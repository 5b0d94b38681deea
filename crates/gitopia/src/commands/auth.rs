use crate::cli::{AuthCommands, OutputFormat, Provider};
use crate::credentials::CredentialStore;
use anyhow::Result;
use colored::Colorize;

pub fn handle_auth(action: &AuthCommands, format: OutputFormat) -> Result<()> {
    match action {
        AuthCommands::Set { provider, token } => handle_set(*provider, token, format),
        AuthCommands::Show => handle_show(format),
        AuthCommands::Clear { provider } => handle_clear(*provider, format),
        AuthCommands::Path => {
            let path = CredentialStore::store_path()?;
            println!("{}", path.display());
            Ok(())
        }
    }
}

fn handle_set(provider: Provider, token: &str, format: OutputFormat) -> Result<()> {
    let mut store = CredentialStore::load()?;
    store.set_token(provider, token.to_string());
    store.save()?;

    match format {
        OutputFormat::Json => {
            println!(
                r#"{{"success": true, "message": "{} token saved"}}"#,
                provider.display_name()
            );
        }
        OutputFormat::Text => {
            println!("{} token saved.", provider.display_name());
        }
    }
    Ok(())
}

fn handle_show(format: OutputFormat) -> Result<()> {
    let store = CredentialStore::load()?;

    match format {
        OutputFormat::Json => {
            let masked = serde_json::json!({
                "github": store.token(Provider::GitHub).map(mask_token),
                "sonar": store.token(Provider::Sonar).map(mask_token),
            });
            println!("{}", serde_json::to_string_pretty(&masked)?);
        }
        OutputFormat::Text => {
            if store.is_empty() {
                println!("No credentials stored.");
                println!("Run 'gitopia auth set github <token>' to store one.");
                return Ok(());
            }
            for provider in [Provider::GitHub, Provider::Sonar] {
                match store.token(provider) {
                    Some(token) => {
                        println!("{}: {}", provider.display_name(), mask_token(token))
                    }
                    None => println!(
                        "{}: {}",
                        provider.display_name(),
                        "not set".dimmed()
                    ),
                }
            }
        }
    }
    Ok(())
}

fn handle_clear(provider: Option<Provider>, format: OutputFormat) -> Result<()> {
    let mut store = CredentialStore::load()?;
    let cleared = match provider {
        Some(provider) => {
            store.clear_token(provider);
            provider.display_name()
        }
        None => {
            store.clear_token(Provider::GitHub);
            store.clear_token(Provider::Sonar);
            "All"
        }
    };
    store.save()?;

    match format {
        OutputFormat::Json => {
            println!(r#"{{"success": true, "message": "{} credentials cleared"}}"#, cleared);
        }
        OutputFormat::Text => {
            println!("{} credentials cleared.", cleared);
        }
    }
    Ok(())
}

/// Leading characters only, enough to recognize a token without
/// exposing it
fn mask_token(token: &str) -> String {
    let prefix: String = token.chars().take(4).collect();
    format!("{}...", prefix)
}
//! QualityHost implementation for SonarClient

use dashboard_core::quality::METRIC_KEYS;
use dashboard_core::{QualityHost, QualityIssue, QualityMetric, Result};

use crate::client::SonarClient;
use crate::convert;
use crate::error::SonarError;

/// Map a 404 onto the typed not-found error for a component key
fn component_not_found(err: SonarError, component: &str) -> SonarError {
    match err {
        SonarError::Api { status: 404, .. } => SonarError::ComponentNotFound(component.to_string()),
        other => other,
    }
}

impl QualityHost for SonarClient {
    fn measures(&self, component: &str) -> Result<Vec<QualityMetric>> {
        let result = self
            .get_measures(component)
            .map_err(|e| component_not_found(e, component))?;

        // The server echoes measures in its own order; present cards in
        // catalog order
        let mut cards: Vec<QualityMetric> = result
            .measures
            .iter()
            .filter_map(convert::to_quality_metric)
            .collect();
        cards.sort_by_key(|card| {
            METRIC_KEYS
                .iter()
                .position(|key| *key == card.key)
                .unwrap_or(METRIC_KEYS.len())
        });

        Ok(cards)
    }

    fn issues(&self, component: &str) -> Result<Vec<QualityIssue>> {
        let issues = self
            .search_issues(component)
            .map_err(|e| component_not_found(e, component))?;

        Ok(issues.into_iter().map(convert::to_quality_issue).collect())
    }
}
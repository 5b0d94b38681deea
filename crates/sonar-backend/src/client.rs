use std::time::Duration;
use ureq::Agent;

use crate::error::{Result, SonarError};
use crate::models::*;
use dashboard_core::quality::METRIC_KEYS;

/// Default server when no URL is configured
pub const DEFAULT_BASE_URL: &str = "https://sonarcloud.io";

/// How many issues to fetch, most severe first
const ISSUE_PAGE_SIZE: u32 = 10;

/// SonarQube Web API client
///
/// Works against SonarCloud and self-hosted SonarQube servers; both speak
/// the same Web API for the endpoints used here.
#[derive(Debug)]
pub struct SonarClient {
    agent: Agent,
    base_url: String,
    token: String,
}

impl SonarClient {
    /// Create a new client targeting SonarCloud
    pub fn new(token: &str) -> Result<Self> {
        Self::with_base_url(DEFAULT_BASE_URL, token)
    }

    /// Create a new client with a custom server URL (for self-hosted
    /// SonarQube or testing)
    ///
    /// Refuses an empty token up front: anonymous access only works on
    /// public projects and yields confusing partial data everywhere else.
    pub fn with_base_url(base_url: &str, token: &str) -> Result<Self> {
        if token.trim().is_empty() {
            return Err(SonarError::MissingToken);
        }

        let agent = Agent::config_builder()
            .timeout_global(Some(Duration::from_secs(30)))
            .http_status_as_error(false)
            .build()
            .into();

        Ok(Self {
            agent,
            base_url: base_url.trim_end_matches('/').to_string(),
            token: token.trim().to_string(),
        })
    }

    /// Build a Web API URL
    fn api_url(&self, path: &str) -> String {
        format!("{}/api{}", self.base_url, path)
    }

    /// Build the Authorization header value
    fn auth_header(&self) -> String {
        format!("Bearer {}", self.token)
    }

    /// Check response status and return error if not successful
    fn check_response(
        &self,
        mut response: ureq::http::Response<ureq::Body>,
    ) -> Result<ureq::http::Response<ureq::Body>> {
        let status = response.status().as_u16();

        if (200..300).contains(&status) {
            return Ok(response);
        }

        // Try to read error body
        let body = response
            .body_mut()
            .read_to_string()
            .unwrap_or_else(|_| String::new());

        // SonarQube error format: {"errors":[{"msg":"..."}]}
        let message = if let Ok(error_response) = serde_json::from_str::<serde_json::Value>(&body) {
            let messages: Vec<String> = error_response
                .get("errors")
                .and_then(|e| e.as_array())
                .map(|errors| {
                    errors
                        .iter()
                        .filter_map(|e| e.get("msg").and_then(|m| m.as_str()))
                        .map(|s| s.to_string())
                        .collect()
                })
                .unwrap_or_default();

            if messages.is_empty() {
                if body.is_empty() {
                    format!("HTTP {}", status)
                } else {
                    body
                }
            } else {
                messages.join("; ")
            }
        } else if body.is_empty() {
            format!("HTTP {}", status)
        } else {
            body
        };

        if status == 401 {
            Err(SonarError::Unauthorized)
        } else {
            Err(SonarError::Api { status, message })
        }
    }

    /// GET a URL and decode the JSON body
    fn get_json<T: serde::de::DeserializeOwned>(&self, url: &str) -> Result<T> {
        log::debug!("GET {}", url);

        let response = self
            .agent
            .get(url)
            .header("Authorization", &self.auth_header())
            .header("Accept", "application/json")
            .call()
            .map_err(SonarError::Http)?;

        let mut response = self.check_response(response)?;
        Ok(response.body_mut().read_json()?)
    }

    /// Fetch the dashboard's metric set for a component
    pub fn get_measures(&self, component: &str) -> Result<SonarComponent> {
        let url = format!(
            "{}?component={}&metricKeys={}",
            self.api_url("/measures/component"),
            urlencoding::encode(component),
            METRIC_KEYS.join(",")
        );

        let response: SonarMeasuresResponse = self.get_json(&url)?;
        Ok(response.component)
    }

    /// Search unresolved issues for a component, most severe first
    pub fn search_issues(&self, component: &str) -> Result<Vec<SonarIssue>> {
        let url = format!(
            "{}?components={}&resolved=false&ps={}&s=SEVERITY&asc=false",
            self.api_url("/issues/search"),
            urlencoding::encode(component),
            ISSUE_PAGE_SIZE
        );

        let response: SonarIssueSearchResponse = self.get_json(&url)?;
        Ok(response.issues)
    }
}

☆ ☆ ☆ ☆ ☆ ☆ ☆

**Task goal**. Using the listing above, list every line in which the string "convert" occurs.

**Result of the exercise**.
use crate::convert;
            .filter_map(convert::to_quality_metric)
        Ok(issues.into_iter().map(convert::to_quality_issue).collect())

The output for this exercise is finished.